UDC 531.391.5+533.951.8+538.12.001.24

PHYSICS

B. V. CHIRIKOV

STOCHASTIC DESTRUCTION OF MAGNETIC SURFACES OF A STELLARATOR

(Presented by Academician G. I. Budker on 24 VIII 1966)

§ 1. The main feature of stellarator fields is the presence of an average angle of rotation of the lines of force, \(\omega(r)\), which usually depends on the (small) radius. Therefore the “behavior” of the lines of force in a stellarator is analogous to the motion of a nonlinear oscillator. Owing to the closedness of the stellarator, perturbations have a period \(L\) (the perimeter of the stellarator). The most dangerous perturbations are resonant ones. From the numerous works on the investigation of such perturbations (see, for example, \((^{1-3})\)) one may get the impression that increasing the nonlinearity \((d\omega/dr)\) always leads to enhanced stability. Similar hopes also existed at the initial stage of development of strong-focusing accelerators. Although nonlinearity does stabilize resonances, it simultaneously leads to the appearance of new instabilities. The most dangerous of them is apparently the so-called stochastic instability \((^{4-5})\). When it arises, the lines of force are arranged in a quasi-random manner and relatively quickly leave the separatrix.
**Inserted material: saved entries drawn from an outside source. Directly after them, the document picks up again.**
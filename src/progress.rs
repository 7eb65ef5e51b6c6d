//! Progress events for aggregate package listing.

use crate::ManagerId;

/// One manager's listing transition, passed to the
/// [`list_all_packages`](crate::PackageDiscovery::list_all_packages) callback.
///
/// Events are informational; events for different managers can interleave
/// in any order.
///
/// ```rust
/// use pkgmgr_discovery::{ListProgress, ManagerId};
///
/// fn on_progress(progress: ListProgress) {
///     match &progress {
///         ListProgress::Started { manager } => println!("listing {}...", manager.display_name()),
///         ListProgress::Completed { manager, count } => {
///             println!("{}: {} packages", manager.display_name(), count)
///         }
///         ListProgress::Failed { manager, error } => {
///             println!("{} failed: {}", manager.display_name(), error)
///         }
///     }
/// }
/// # on_progress(ListProgress::Started { manager: ManagerId::Conda });
/// ```
#[derive(Debug, Clone, PartialEq, Eq)]
pub enum ListProgress {
    /// Listing started for this manager.
    Started { manager: ManagerId },

    /// Listing finished.
    Completed {
        manager: ManagerId,
        /// Number of records the manager contributed.
        count: usize,
    },

    /// Listing failed; the manager contributes no records.
    Failed { manager: ManagerId, error: String },
}

impl ListProgress {
    pub fn manager(&self) -> ManagerId {
        match self {
            Self::Started { manager }
            | Self::Completed { manager, .. }
            | Self::Failed { manager, .. } => *manager,
        }
    }

    /// Short stage label.
    pub fn description(&self) -> &'static str {
        match self {
            Self::Started { .. } => "starting",
            Self::Completed { .. } => "done",
            Self::Failed { .. } => "failed",
        }
    }

    /// Whether this is a terminal event for its manager.
    pub fn is_finished(&self) -> bool {
        !matches!(self, Self::Started { .. })
    }
}
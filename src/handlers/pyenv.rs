//! pyenv-managed Python versions.

use super::text::lines;
use super::{validate_package_name, HandlerContext, ManagerHandler};
use crate::{DiscoveryError, ManagerId, PackageLocation, PackageRecord};
use async_trait::async_trait;

#[cfg(not(windows))]
const COMMON_PATHS: &[&str] = &[
    "$PYENV_ROOT/bin/pyenv",
    "~/.pyenv/bin/pyenv",
    "/opt/homebrew/bin/pyenv",
    "/usr/local/bin/pyenv",
];

#[cfg(windows)]
const COMMON_PATHS: &[&str] = &[
    "%PYENV%\\bin\\pyenv.bat",
    "%USERPROFILE%\\.pyenv\\pyenv-win\\bin\\pyenv.bat",
];

/// pyenv handler: `pyenv versions --bare`.
///
/// Every installed version becomes a record named `python`.
#[derive(Debug, Default, Clone, Copy)]
pub struct PyenvHandler;

/// Extract the version from one line of `pyenv versions` output.
///
/// Accepts the bare form (`3.11.2`) and the decorated form
/// (`* 3.11.2 (set by /home/ada/.pyenv/version)`). The `system`
/// interpreter is not managed by pyenv and is skipped.
fn version_from_line(line: &str) -> Option<&str> {
    let line = line.strip_prefix('*').unwrap_or(line).trim_start();
    let version = line.split_whitespace().next()?;
    if version == "system" || !version.starts_with(|c: char| c.is_ascii_alphanumeric()) {
        return None;
    }
    Some(version)
}

#[async_trait]
impl ManagerHandler for PyenvHandler {
    fn id(&self) -> ManagerId {
        ManagerId::Pyenv
    }

    fn common_paths(&self) -> &'static [&'static str] {
        COMMON_PATHS
    }

    fn parse_output(&self, raw: &str) -> Vec<PackageRecord> {
        lines(raw)
            .filter_map(version_from_line)
            .filter_map(|version| {
                PackageRecord::new(
                    "python",
                    version,
                    ManagerId::Pyenv,
                    PackageLocation::PyenvVersion,
                )
            })
            .collect()
    }

    async fn list_packages(
        &self,
        ctx: &HandlerContext<'_>,
    ) -> Result<Vec<PackageRecord>, DiscoveryError> {
        let raw = ctx.run(&["versions", "--bare"]).await?;
        Ok(self.parse_output(&raw))
    }

    /// `name` is the version to remove.
    async fn uninstall_package(
        &self,
        ctx: &HandlerContext<'_>,
        name: &str,
    ) -> Result<(), DiscoveryError> {
        let version = validate_package_name(name)?;
        ctx.run(&["uninstall", "-f", version]).await?;
        Ok(())
    }
}
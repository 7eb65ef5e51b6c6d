//! Snapshot of the environment the search runs against.

use regex::Regex;
use std::collections::HashMap;
use std::ffi::OsString;
use std::path::{Path, PathBuf};
use std::sync::LazyLock;

static PLACEHOLDER_RE: LazyLock<Regex> = LazyLock::new(|| {
    Regex::new(r"\$\{([A-Za-z_][A-Za-z0-9_]*)\}|\$([A-Za-z_][A-Za-z0-9_]*)|%([A-Za-z_][A-Za-z0-9_]*)%")
        .expect("Invalid placeholder regex")
});

/// Environment variables, home directory and PATH captured once per session.
///
/// Search and handlers read the environment only through this snapshot, so
/// tests can build one by hand instead of mutating the process environment.
#[derive(Debug, Clone, Default)]
pub struct SearchEnv {
    path: Option<OsString>,
    home: Option<PathBuf>,
    vars: HashMap<String, String>,
}

impl SearchEnv {
    /// Capture the current process environment.
    pub fn from_process() -> Self {
        let vars: HashMap<String, String> = std::env::vars_os()
            .filter_map(|(k, v)| Some((k.into_string().ok()?, v.into_string().ok()?)))
            .collect();
        let home = vars
            .get("HOME")
            .or_else(|| vars.get("USERPROFILE"))
            .filter(|h| !h.is_empty())
            .map(PathBuf::from);
        Self {
            path: std::env::var_os("PATH"),
            home,
            vars,
        }
    }

    /// An empty environment: no PATH, no home, no variables.
    pub fn empty() -> Self {
        Self::default()
    }

    pub fn with_path(mut self, path: impl Into<OsString>) -> Self {
        self.path = Some(path.into());
        self
    }

    /// PATH built from a list of directories, joined with the platform separator.
    pub fn with_path_dirs<I, P>(self, dirs: I) -> Self
    where
        I: IntoIterator<Item = P>,
        P: AsRef<Path>,
    {
        let joined = std::env::join_paths(dirs.into_iter().map(|d| d.as_ref().to_path_buf()))
            .unwrap_or_default();
        self.with_path(joined)
    }

    pub fn with_home(mut self, home: impl Into<PathBuf>) -> Self {
        self.home = Some(home.into());
        self
    }

    pub fn with_var(mut self, key: impl Into<String>, value: impl Into<String>) -> Self {
        self.vars.insert(key.into(), value.into());
        self
    }

    /// Raw PATH value.
    pub fn path_var(&self) -> Option<&OsString> {
        self.path.as_ref()
    }

    pub fn home(&self) -> Option<&Path> {
        self.home.as_deref()
    }

    /// A variable's value; empty values count as unset.
    pub fn var(&self, key: &str) -> Option<&str> {
        self.vars
            .get(key)
            .map(String::as_str)
            .filter(|v| !v.is_empty())
    }

    /// Expand `~`, `$VAR`, `${VAR}` and `%VAR%` in a candidate path.
    ///
    /// Returns `None` if any referenced variable (or the home directory) is
    /// unset, since the candidate cannot point anywhere meaningful then.
    ///
    /// ```rust
    /// use pkgmgr_discovery::SearchEnv;
    /// use std::path::PathBuf;
    ///
    /// let env = SearchEnv::empty().with_home("/home/ada").with_var("PYENV_ROOT", "/opt/pyenv");
    /// assert_eq!(env.expand("~/.pyenv/bin/pyenv"), Some(PathBuf::from("/home/ada/.pyenv/bin/pyenv")));
    /// assert_eq!(env.expand("${PYENV_ROOT}/bin/pyenv"), Some(PathBuf::from("/opt/pyenv/bin/pyenv")));
    /// assert_eq!(env.expand("$CONDA_EXE"), None);
    /// ```
    pub fn expand(&self, raw: &str) -> Option<PathBuf> {
        let raw = raw.trim();
        if raw.is_empty() {
            return None;
        }

        let mut missing = false;
        let expanded = PLACEHOLDER_RE.replace_all(raw, |caps: &regex::Captures<'_>| {
            let name = caps
                .get(1)
                .or_else(|| caps.get(2))
                .or_else(|| caps.get(3))
                .map(|m| m.as_str())
                .unwrap_or_default();
            match self.var(name) {
                Some(value) => value.to_string(),
                None => {
                    missing = true;
                    String::new()
                }
            }
        });
        if missing {
            return None;
        }

        if expanded == "~" {
            return self.home.clone();
        }
        if let Some(rest) = expanded
            .strip_prefix("~/")
            .or_else(|| expanded.strip_prefix("~\\"))
        {
            return self.home.as_ref().map(|h| h.join(rest));
        }
        Some(PathBuf::from(expanded.into_owned()))
    }
}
As applied to a stellarator, stochastic processes were first considered by Sagdeev and Zaslavskii. In the present work the main attention is devoted to the criterion of stochasticity, and also to the use of this instability for creating Skorniakov’s trap \((^2)\).

§ 2. We shall start from the Hamiltonian equations of “motion” of magnetic lines of force \((^6)\):

\[ ds/dz = 2\varepsilon n s^{n/2}\sin n\theta,\qquad \theta=\varphi-\alpha z,\qquad s=(r/a)^2, \]

\[ d\varphi/dz=\varepsilon n s^{n/2-1}\cos n\theta,\qquad \varepsilon a=4I/caH_z. \tag{1} \]

Here \(n\) is the number of starts of the helical field with pitch \(2\pi/\alpha\); \(a\) is the radius of the cylinder on which \(2n\) conductors with current \(I\) in each are located; \(H_z\) is the longitudinal field; \(r,\varphi,z\) are cylindrical coordinates. The equations are valid for \(\varepsilon a,\, s \ll 1\). However, the order-of-magnitude estimates that constitute the main content of the work are valid in a wider region, in fact everywhere except the immediate vicinity of the separatrix. The same remark also applies to the other strong inequalities in this work.

Equations (1) describe both the principal field of the stellarator \((\varepsilon=\mathrm{const})\) and the (time-independent) perturbations (with parameters \(\varepsilon_1, n_1, \alpha_1\)). Suppose that there is a set of short \(\bigl(a\ll l\ll(n_1\alpha_1)^{-1}\bigr)\) uncorrelated perturbations, i.e., the perturbation parameters \(\varepsilon_1, n_1, \alpha_1\) are constant over a length \(l\) (the correlation length) and are independent in neighboring sections.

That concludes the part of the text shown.